His own research, conducted at the sprawling CustomerThink campus which has dominated Burlingame, California since the late 1950s, has found many people actually consider Customer Experience Management to be different from CRM. Other research has found customers evenly split between "tastes great" and "less filling," and that the fifth doctor sometimes knows what he's talking about.

Dick Lee, oenophile and founder and principal of customer-alignment consulting firm High-Yield Methods and a member of the original CRMGuru panel of experts when the site launched in 2000, lauded the move. "The name change from CRMGuru to CustomerThink descriptively clarifies the site's long-time content focus--which is on customer-centric business practices, not the CRM software that sometimes supports these practices," said Lee, who has been spotted occupying courtside seats for Minnesota Timberwolves playoff games.

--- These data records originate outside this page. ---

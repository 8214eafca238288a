//! Geographic helpers used by the tracker
//!
//! Distances use the mean earth radius so they agree with what the web map
//! measures on its side; projected coordinates are spherical Web Mercator
//! (EPSG:3857) metres, the space the map draws trails in.
use serde::{Deserialize, Serialize};
use ts_rs::TS;

/// Mean earth radius in metres
const MEAN_EARTH_RADIUS_M: f64 = 6_371_008.8;

/// WGS84 semi-major axis, the sphere radius used by Web Mercator
const WEB_MERCATOR_RADIUS_M: f64 = 6_378_137.0;

/// Web Mercator cannot represent the poles; latitudes are clamped to this
const WEB_MERCATOR_MAX_LAT: f64 = 85.051_128_779_806_59;

/// A longitude/latitude pair in degrees
#[derive(Debug, Clone, Copy, PartialEq, Serialize, Deserialize, TS)]
pub struct LonLat {
    pub lon: f64,
    pub lat: f64,
}

impl LonLat {
    pub fn new(lon: f64, lat: f64) -> Self {
        Self { lon, lat }
    }

    /// Great-circle distance to another point in metres
    pub fn distance_to(&self, other: &LonLat) -> f64 {
        haversine_distance(self.lat, self.lon, other.lat, other.lon)
    }

    /// Initial bearing from this point towards `other`, 0-360 degrees
    pub fn bearing_to(&self, other: &LonLat) -> f64 {
        initial_bearing(self, other)
    }

    /// Project into Web Mercator metres
    pub fn project(&self) -> MapPoint {
        MapPoint::from_lon_lat(self)
    }
}

/// A point in projected map space (EPSG:3857 metres)
#[derive(Debug, Clone, Copy, PartialEq, Serialize, Deserialize, TS)]
pub struct MapPoint {
    pub x: f64,
    pub y: f64,
}

impl MapPoint {
    pub fn from_lon_lat(p: &LonLat) -> Self {
        let lat = p.lat.clamp(-WEB_MERCATOR_MAX_LAT, WEB_MERCATOR_MAX_LAT);
        let x = WEB_MERCATOR_RADIUS_M * p.lon.to_radians();
        let y = WEB_MERCATOR_RADIUS_M
            * (std::f64::consts::FRAC_PI_4 + lat.to_radians() / 2.0)
                .tan()
                .ln();
        Self { x, y }
    }

    /// Inverse projection back to degrees
    pub fn to_lon_lat(&self) -> LonLat {
        let lon = (self.x / WEB_MERCATOR_RADIUS_M).to_degrees();
        let lat = (2.0 * (self.y / WEB_MERCATOR_RADIUS_M).exp().atan()
            - std::f64::consts::FRAC_PI_2)
            .to_degrees();
        LonLat { lon, lat }
    }
}

/// Calculate distance between two points using Haversine formula
pub fn haversine_distance(lat1: f64, lon1: f64, lat2: f64, lon2: f64) -> f64 {
    let lat1_rad = lat1.to_radians();
    let lat2_rad = lat2.to_radians();
    let delta_lat = (lat2 - lat1).to_radians();
    let delta_lon = (lon2 - lon1).to_radians();

    let a = (delta_lat / 2.0).sin().powi(2)
        + lat1_rad.cos() * lat2_rad.cos() * (delta_lon / 2.0).sin().powi(2);
    let c = 2.0 * a.sqrt().atan2((1.0 - a).sqrt());

    MEAN_EARTH_RADIUS_M * c
}

fn initial_bearing(from: &LonLat, to: &LonLat) -> f64 {
    let lat1 = from.lat.to_radians();
    let lat2 = to.lat.to_radians();
    let delta_lon = (to.lon - from.lon).to_radians();

    let y = delta_lon.sin() * lat2.cos();
    let x = lat1.cos() * lat2.sin() - lat1.sin() * lat2.cos() * delta_lon.cos();

    (y.atan2(x).to_degrees() + 360.0) % 360.0
}

/// Calculate the angular difference between two headings in degrees
/// Returns the smallest angle between the two headings (0-180 degrees)
pub fn angular_difference(angle1: f64, angle2: f64) -> f64 {
    let diff = (angle1 - angle2).abs() % 360.0;
    if diff > 180.0 { 360.0 - diff } else { diff }
}
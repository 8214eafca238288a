//! Registrations derivable from the ICAO address alone
//!
//! US civil aircraft get their 24-bit address assigned in N-number order, so
//! the registration can be computed until the metadata lookup answers.

const US_FIRST: u32 = 0xA0_0001;
const US_COUNT: u32 = 915_399;

/// Letters used in N-number suffixes (no I or O)
const LIMITED_ALPHABET: &[u8] = b"ABCDEFGHJKLMNPQRSTUVWXYZ";

/// Address blocks per leading digit, and within the second/third/fourth digit
const STRIDE_1: u32 = 101_711;
const STRIDE_2: u32 = 10_111;
const STRIDE_3: u32 = 951;
const STRIDE_4: u32 = 35;

/// Suffix slots before the next digit: none, one letter, or two letters
const LETTER_SLOTS: u32 = 601;

/// Registration implied by an ICAO address, if it falls in a computable block
pub fn registration_from_icao(icao: &str) -> Option<String> {
    let address = u32::from_str_radix(icao.trim(), 16).ok()?;
    n_number(address)
}

fn n_number(address: u32) -> Option<String> {
    let mut offset = address.checked_sub(US_FIRST)?;
    if offset >= US_COUNT {
        return None;
    }

    let mut reg = format!("N{}", offset / STRIDE_1 + 1);
    offset %= STRIDE_1;
    if offset < LETTER_SLOTS {
        return Some(reg + letters(offset).as_str());
    }

    for stride in [STRIDE_2, STRIDE_3] {
        offset -= LETTER_SLOTS;
        reg.push_str(&(offset / stride).to_string());
        offset %= stride;
        if offset < LETTER_SLOTS {
            return Some(reg + letters(offset).as_str());
        }
    }

    offset -= LETTER_SLOTS;
    reg.push_str(&(offset / STRIDE_4).to_string());
    offset %= STRIDE_4;
    if offset <= LIMITED_ALPHABET.len() as u32 {
        return Some(reg + letter(offset).as_str());
    }
    Some(format!("{}{}", reg, offset - LIMITED_ALPHABET.len() as u32 - 1))
}

/// Zero, one or two suffix letters
fn letters(rem: u32) -> String {
    if rem == 0 {
        return String::new();
    }
    let rem = rem - 1;
    let first = LIMITED_ALPHABET[(rem / 25) as usize] as char;
    format!("{}{}", first, letter(rem % 25))
}

fn letter(rem: u32) -> String {
    if rem == 0 {
        return String::new();
    }
    (LIMITED_ALPHABET[(rem - 1) as usize] as char).to_string()
}

#[cfg(test)]
mod tests {
    use super::*;

    #[test]
    fn test_block_start() {
        assert_eq!(registration_from_icao("a00001").as_deref(), Some("N1"));
        assert_eq!(registration_from_icao("A00002").as_deref(), Some("N1A"));
        assert_eq!(registration_from_icao("a00003").as_deref(), Some("N1AA"));
    }

    #[test]
    fn test_block_end() {
        assert_eq!(registration_from_icao("adf7c7").as_deref(), Some("N99999"));
        assert_eq!(registration_from_icao("adf7c8"), None);
    }

    #[test]
    fn test_outside_us_block() {
        assert_eq!(registration_from_icao("3c6dd4"), None);
        assert_eq!(registration_from_icao("~2b1c4d"), None);
        assert_eq!(registration_from_icao("a00000"), None);
    }
}
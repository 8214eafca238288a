//! Live aircraft state
//!
//! [`AircraftTracker`] owns every tracked [`Aircraft`], feeds snapshots
//! through them, and holds the selection. It is a plain single-writer
//! structure; the async driver in `service` wraps it in a mutex.
pub mod aircraft_state;
pub mod altitude;
pub mod data_source;
pub mod filter;
pub mod segmentation;
pub mod track_history;

use std::collections::HashMap;
use std::collections::hash_map::Entry;

use metrics::{counter, gauge};
use tracing::{debug, info, warn};

use crate::config::TrackerConfig;
use crate::feed::AircraftSnapshot;
use crate::metadata::AircraftMetadata;

pub use aircraft_state::{Aircraft, TickOutcome};
pub use altitude::Altitude;
pub use data_source::DataSource;
pub use track_history::{Segment, TrackHistory};

/// Identifies one metadata lookup: the aircraft and the token it was issued with
#[derive(Debug, Clone, PartialEq, Eq, Hash)]
pub struct LookupTicket {
    pub icao: String,
    pub token: u64,
}

/// Result of applying a finished metadata lookup
#[derive(Debug, Clone, Copy, PartialEq, Eq)]
pub enum LookupOutcome {
    Applied,
    /// Applied to the selected aircraft; detail views should refresh
    AppliedSelected,
    /// The aircraft is gone or was re-created since the lookup was issued
    Stale,
}

/// What one snapshot did
#[derive(Debug, Clone, Default, PartialEq)]
pub struct TickReport {
    pub created: usize,
    pub moved: usize,
    pub restyled: usize,
    pub hidden: usize,
    /// Tickets of aircraft removed for inactivity
    pub removed: Vec<LookupTicket>,
}

pub struct AircraftTracker {
    config: TrackerConfig,
    aircraft: HashMap<String, Aircraft>,
    selected: Option<String>,
    /// Receiver clock of the last processed snapshot
    last_now: Option<f64>,
    next_token: u64,
    pending_lookups: Vec<LookupTicket>,
    /// Receiver-wide message counter from the last snapshot
    messages: Option<u64>,
}

impl AircraftTracker {
    pub fn new(config: TrackerConfig) -> Self {
        Self {
            config,
            aircraft: HashMap::new(),
            selected: None,
            last_now: None,
            next_token: 0,
            pending_lookups: Vec::new(),
            messages: None,
        }
    }

    pub fn config(&self) -> &TrackerConfig {
        &self.config
    }

    pub fn last_now(&self) -> Option<f64> {
        self.last_now
    }

    pub fn messages(&self) -> Option<u64> {
        self.messages
    }

    pub fn len(&self) -> usize {
        self.aircraft.len()
    }

    pub fn is_empty(&self) -> bool {
        self.aircraft.is_empty()
    }

    pub fn get(&self, icao: &str) -> Option<&Aircraft> {
        self.aircraft.get(icao)
    }

    pub fn iter(&self) -> impl Iterator<Item = &Aircraft> {
        self.aircraft.values()
    }

    pub fn selected(&self) -> Option<&Aircraft> {
        self.selected.as_deref().and_then(|icao| self.aircraft.get(icao))
    }

    /// Merge a snapshot into the tracked aircraft and advance every one by a tick
    ///
    /// `init` marks a bulk seed from history: only core fields are merged and
    /// the trail engine is skipped, so no trail points are written. Every
    /// visible aircraft is reported as moved so its marker gets drawn.
    pub fn process_snapshot(&mut self, snapshot: &AircraftSnapshot, init: bool) -> TickReport {
        let mut report = TickReport::default();
        let now = snapshot.now;

        if let Some(last) = self.last_now
            && now < last
        {
            warn!(now, last, "Ignoring snapshot older than the last processed one");
            counter!("skytrail_snapshots_out_of_order_total").increment(1);
            return report;
        }
        let last_now = self.last_now.unwrap_or(now);

        for record in &snapshot.aircraft {
            let icao = record.hex.trim().to_lowercase();
            let aircraft = match self.aircraft.entry(icao) {
                Entry::Occupied(entry) => entry.into_mut(),
                Entry::Vacant(entry) => {
                    let token = self.next_token;
                    self.next_token += 1;
                    self.pending_lookups.push(LookupTicket {
                        icao: entry.key().clone(),
                        token,
                    });
                    report.created += 1;
                    debug!(icao = %entry.key(), "New aircraft");
                    let aircraft = Aircraft::new(entry.key(), token);
                    entry.insert(aircraft)
                }
            };

            if snapshot.uat {
                aircraft.data_source = Some(DataSource::Uat);
            }
            aircraft.update_data(now, record, init, self.config.site.as_ref());
        }

        for aircraft in self.aircraft.values_mut() {
            match aircraft.update_tick(now, last_now, init, self.config.turn_density) {
                TickOutcome::Moved => report.moved += 1,
                TickOutcome::Restyled => report.restyled += 1,
                TickOutcome::Hidden => report.hidden += 1,
                TickOutcome::StillHidden => {}
            }
        }

        report.removed = self.reap_inactive();

        self.last_now = Some(now);
        if snapshot.messages.is_some() {
            self.messages = snapshot.messages;
        }

        counter!("skytrail_snapshots_processed_total").increment(1);
        counter!("skytrail_aircraft_created_total").increment(report.created as u64);
        counter!("skytrail_aircraft_removed_total").increment(report.removed.len() as u64);
        gauge!("skytrail_aircraft_tracked").set(self.aircraft.len() as f64);
        gauge!("skytrail_aircraft_visible")
            .set(self.aircraft.values().filter(|a| a.visible).count() as f64);

        report
    }

    fn reap_inactive(&mut self) -> Vec<LookupTicket> {
        let remove_after = self.config.remove_after_secs;
        let expired: Vec<String> = self
            .aircraft
            .values()
            .filter(|a| !a.selected && a.seen > remove_after)
            .map(|a| a.icao.clone())
            .collect();

        expired
            .into_iter()
            .filter_map(|icao| self.remove(&icao))
            .collect()
    }

    /// Select one aircraft, or clear the selection with `None`
    ///
    /// Returns false when the requested aircraft is not tracked; the current
    /// selection is left alone in that case.
    pub fn select(&mut self, icao: Option<&str>) -> bool {
        if let Some(icao) = icao
            && !self.aircraft.contains_key(icao)
        {
            return false;
        }

        if let Some(previous) = self.selected.take()
            && let Some(aircraft) = self.aircraft.get_mut(&previous)
        {
            aircraft.selected = false;
        }

        if let Some(icao) = icao
            && let Some(aircraft) = self.aircraft.get_mut(icao)
        {
            aircraft.selected = true;
            aircraft.visible = true;
            self.selected = Some(icao.to_string());
            info!(%icao, "Selected aircraft");
        }
        true
    }

    /// Drop an aircraft; its pending lookup becomes stale
    pub fn remove(&mut self, icao: &str) -> Option<LookupTicket> {
        if self.selected.as_deref() == Some(icao) {
            self.selected = None;
        }
        let aircraft = self.aircraft.remove(icao)?;
        self.pending_lookups.retain(|t| t.icao != icao);
        debug!(%icao, seen = aircraft.seen, "Removed aircraft");
        Some(LookupTicket {
            icao: aircraft.icao,
            token: aircraft.lookup_token,
        })
    }

    /// Lookups issued since the last call
    pub fn take_lookup_requests(&mut self) -> Vec<LookupTicket> {
        std::mem::take(&mut self.pending_lookups)
    }

    /// Apply a finished lookup if its aircraft is still the one it was issued for
    pub fn complete_lookup(
        &mut self,
        ticket: &LookupTicket,
        metadata: &AircraftMetadata,
    ) -> LookupOutcome {
        match self.aircraft.get_mut(&ticket.icao) {
            Some(aircraft) if aircraft.lookup_token == ticket.token => {
                aircraft.apply_metadata(metadata);
                if aircraft.selected {
                    LookupOutcome::AppliedSelected
                } else {
                    LookupOutcome::Applied
                }
            }
            _ => LookupOutcome::Stale,
        }
    }
}

#[cfg(test)]
mod tests {
    use super::*;
    use crate::feed::AircraftRecord;

    fn record(hex: &str, lon: f64, lat: f64) -> AircraftRecord {
        AircraftRecord {
            hex: hex.to_string(),
            lon: Some(lon),
            lat: Some(lat),
            seen: Some(0.0),
            seen_pos: Some(0.0),
            alt_baro: Some(Altitude::Feet(5000.0)),
            ..Default::default()
        }
    }

    fn snapshot(now: f64, aircraft: Vec<AircraftRecord>) -> AircraftSnapshot {
        AircraftSnapshot {
            now,
            aircraft,
            ..Default::default()
        }
    }

    #[test]
    fn test_new_aircraft_issue_lookup_tickets() {
        let mut tracker = AircraftTracker::new(TrackerConfig::default());
        let report = tracker.process_snapshot(
            &snapshot(100.0, vec![record("3C6DD4", 10.0, 50.0), record("def456", 11.0, 51.0)]),
            false,
        );
        assert_eq!(report.created, 2);
        assert_eq!(report.moved, 2);
        assert!(tracker.get("3c6dd4").is_some());

        let tickets = tracker.take_lookup_requests();
        assert_eq!(tickets.len(), 2);
        assert!(tracker.take_lookup_requests().is_empty());

        tracker.process_snapshot(&snapshot(101.0, vec![record("3c6dd4", 10.0, 50.0)]), false);
        assert!(tracker.take_lookup_requests().is_empty());
    }

    #[test]
    fn test_out_of_order_snapshot_is_ignored() {
        let mut tracker = AircraftTracker::new(TrackerConfig::default());
        tracker.process_snapshot(&snapshot(100.0, vec![record("3c6dd4", 10.0, 50.0)]), false);
        let report =
            tracker.process_snapshot(&snapshot(90.0, vec![record("def456", 10.0, 50.0)]), false);
        assert_eq!(report, TickReport::default());
        assert_eq!(tracker.len(), 1);
        assert_eq!(tracker.last_now(), Some(100.0));
    }

    #[test]
    fn test_uat_snapshot_marks_source() {
        let mut tracker = AircraftTracker::new(TrackerConfig::default());
        let mut snap = snapshot(100.0, vec![record("a1b2c3", 10.0, 50.0)]);
        snap.uat = true;
        tracker.process_snapshot(&snap, false);
        assert_eq!(tracker.get("a1b2c3").unwrap().data_source, Some(DataSource::Uat));
    }

    #[test]
    fn test_selection_is_exclusive() {
        let mut tracker = AircraftTracker::new(TrackerConfig::default());
        tracker.process_snapshot(
            &snapshot(100.0, vec![record("aaa111", 10.0, 50.0), record("bbb222", 11.0, 51.0)]),
            false,
        );

        assert!(tracker.select(Some("aaa111")));
        assert!(tracker.select(Some("bbb222")));
        assert!(!tracker.get("aaa111").unwrap().selected);
        assert_eq!(tracker.selected().unwrap().icao, "bbb222");

        assert!(!tracker.select(Some("zzz999")));
        assert_eq!(tracker.selected().unwrap().icao, "bbb222");

        assert!(tracker.select(None));
        assert!(tracker.selected().is_none());
        assert!(tracker.iter().all(|a| !a.selected));
    }

    #[test]
    fn test_remove_clears_selection_and_stales_lookup() {
        let mut tracker = AircraftTracker::new(TrackerConfig::default());
        tracker.process_snapshot(&snapshot(100.0, vec![record("3c6dd4", 10.0, 50.0)]), false);
        let ticket = tracker.take_lookup_requests().remove(0);
        tracker.select(Some("3c6dd4"));

        assert_eq!(tracker.remove("3c6dd4"), Some(ticket.clone()));
        assert!(tracker.selected().is_none());

        // same identifier re-appears with a new token
        tracker.process_snapshot(&snapshot(101.0, vec![record("3c6dd4", 10.0, 50.0)]), false);
        let metadata = AircraftMetadata {
            registration: Some("D-AIBL".to_string()),
            ..Default::default()
        };
        assert_eq!(tracker.complete_lookup(&ticket, &metadata), LookupOutcome::Stale);
        assert_eq!(tracker.get("3c6dd4").unwrap().registration, None);

        let fresh = tracker.take_lookup_requests().remove(0);
        assert_eq!(tracker.complete_lookup(&fresh, &metadata), LookupOutcome::Applied);
        tracker.select(Some("3c6dd4"));
        assert_eq!(
            tracker.complete_lookup(&fresh, &metadata),
            LookupOutcome::AppliedSelected
        );
    }

    #[test]
    fn test_init_snapshot_writes_no_trail() {
        let mut tracker = AircraftTracker::new(TrackerConfig::default());
        let report =
            tracker.process_snapshot(&snapshot(100.0, vec![record("3c6dd4", 10.0, 50.0)]), true);
        assert_eq!(report.moved, 1);

        let aircraft = tracker.get("3c6dd4").unwrap();
        assert!(aircraft.visible);
        assert!(aircraft.track_history().is_empty());
        assert_eq!(aircraft.history_size, 0);

        // the first live tick starts the trail
        tracker.process_snapshot(&snapshot(101.0, vec![record("3c6dd4", 10.0, 50.0)]), false);
        assert_eq!(tracker.get("3c6dd4").unwrap().track_history().len(), 1);
    }

    #[test]
    fn test_inactive_aircraft_are_reaped_unless_selected() {
        let mut tracker = AircraftTracker::new(TrackerConfig {
            remove_after_secs: 60.0,
            ..Default::default()
        });
        tracker.process_snapshot(
            &snapshot(100.0, vec![record("aaa111", 10.0, 50.0), record("bbb222", 11.0, 51.0)]),
            false,
        );
        tracker.select(Some("bbb222"));

        let report = tracker.process_snapshot(&snapshot(161.0, vec![]), false);
        assert_eq!(report.removed.len(), 1);
        assert_eq!(report.removed[0].icao, "aaa111");
        assert!(tracker.get("aaa111").is_none());
        assert!(tracker.get("bbb222").is_some());
    }
}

Britain's Innov8 Technology, specialist supplier of CRM vendor Sage Software, has partnered with document management and imaging company Version One to deliver "paperless office" technology to Innov8’s 500 Sage 200, Sage Line 100, MMS and ‘Inn’ customers.

This new partnership enables Innov8’s customers to electronically store, deliver, retrieve and authorize business documents such as invoices, purchase orders and dispatch notes directly from their software system. With Version One’s Optical Character Recognition (OCR) technology, data from incoming business documents, such as invoices, is also automatically captured, verified and then uploaded to the core finance/ERP system, reducing the time and costs associated with manual data entry.

Marketing process optimization solutions are "revolutionizing workflows, creating greater efficiencies and reducing departmental expenditures," addressing the needs of marketers "unable to be met with existing customer relationship management (CRM)," according to a new analysis from Frost & Sullivan, titled "World Marketing Process Optimization Solutions Markets."

The study reveals that the market earned revenues of $216 million in 2006 and estimates this to reach $728 million in 2013.

"The MPOS market is a value chain of product suites that provides firms the ability to execute marketing functions including planning, creation of print and digital media, budgeting key resources, collecting and archiving marketing content and digital media, distributing, workflow management and performance analysis," says Frost & Sullivan Research Analyst Aimee Roberts.

MPOS products offer ways to help with accountability of workflows, project management and measuring outcomes. The idea is that by enabling organizations to monitor and access individual and team workflows, project cycles are shortened and the company can reduce expenditures and usage of organizational resources.

"Coordination across different media channels has become more complex. The addition of new channels and calendaring channel usage across different campaigns or products proves to be a Herculean task as customers have become less receptive to direct mailings and e-mails," says Roberts.